When linebacker Mohamoud Diabate joined the Gators football team last year, he brought a new perspective to his team. Diabate, an Auburn, Alabama native, is Muslim. It’s not a far stretch to realize that’s an anomaly in the locker room of a Southeastern Conference football team. But as the stoic and soft spoken linebacker—who finished his freshman season with 18 tackles, 4.5 sacks and three quarterback hurries—got to know his team, he taught them things as well.

While speaking with media before the 2019 Orange Bowl against Virginia, Gators corner Marco Wilson reflected on the differences that make up a team saying, “I think everybody would just respect everybody whether it’s religion or their backgrounds.”


Then he paused, weighing his next admittance before reflectively continuing, “I mean, I did see a difference when Mohamoud came in this year.


“He’s not the same religion as most people and he may do his own prayers and we respect it. That’s how he grew up and we grew up how we grew up and so I wouldn’t want somebody disrespecting how I grew up. So when we see him doing his own thing, we respect it.

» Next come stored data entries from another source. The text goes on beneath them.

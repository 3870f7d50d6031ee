use crate::state::ToastKind;
use crate::ui::theme::Theme;
use ratatui::style::{Modifier, Style};

/// Return the border style for active blocks.
///
pub fn active_block_border_style(theme: &Theme) -> Style {
    Style::default().fg(theme.border_active.to_color())
}

/// Return the border style for normal blocks.
///
pub fn normal_block_border_style(theme: &Theme) -> Style {
    Style::default().fg(theme.border_normal.to_color())
}

/// Return the border style for the given focus.
///
pub fn block_border_style(theme: &Theme, active: bool) -> Style {
    if active {
        active_block_border_style(theme)
    } else {
        normal_block_border_style(theme)
    }
}

/// Return the title style for active blocks.
///
pub fn active_block_title_style() -> Style {
    Style::default().add_modifier(Modifier::BOLD)
}

/// Return the style for current list items.
///
pub fn current_list_item_style(theme: &Theme) -> Style {
    Style::default()
        .fg(theme.text.to_color())
        .add_modifier(Modifier::BOLD)
}

/// Return the style for active list items.
///
pub fn active_list_item_style(theme: &Theme) -> Style {
    current_list_item_style(theme).fg(theme.primary.to_color())
}

/// Return the style for the highlighted table row.
///
pub fn highlight_style(theme: &Theme) -> Style {
    Style::default()
        .fg(theme.highlight_fg.to_color())
        .bg(theme.highlight_bg.to_color())
        .add_modifier(Modifier::BOLD)
}

/// Return the style for normal text.
///
pub fn normal_text_style(theme: &Theme) -> Style {
    Style::default().fg(theme.text.to_color())
}

pub fn muted_text_style(theme: &Theme) -> Style {
    Style::default().fg(theme.text_muted.to_color())
}

/// Return the style for inline field errors.
///
pub fn error_text_style(theme: &Theme) -> Style {
    Style::default().fg(theme.error.to_color())
}

/// Return the style for a toast of the given kind.
///
pub fn toast_style(theme: &Theme, kind: ToastKind) -> Style {
    let color = match kind {
        ToastKind::Success => theme.success,
        ToastKind::Error => theme.error,
    };
    Style::default()
        .fg(theme.highlight_fg.to_color())
        .bg(color.to_color())
        .add_modifier(Modifier::BOLD)
}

“It gives you a different perspective, lets you know that everybody’s not the same and you need to respect people know matter where they’re from or what they do.”


It seems so simple, simply listening to someone else and respecting their experiences that led to the position. Then again, shouldn’t it be that simple?


When an athlete says something we agree with, we commend them for “being bold, unashamed and speaking up.” When they say something we don’t agree with, they’re told to “stick to sports.” Athletes are in a unique position, with a very large public persona that is too often forced into a small box. But in a world that is straining against itself and begging to learn from the past, amplifying different voices will be what helps us figure out where we’re fractured and how to put it back together in a better way. With so many eyes on athletes, the worst thing we can do—not only for ourselves but for the betterment of society—is to tell them to be quiet.

And maybe, just maybe, we can learn something as well.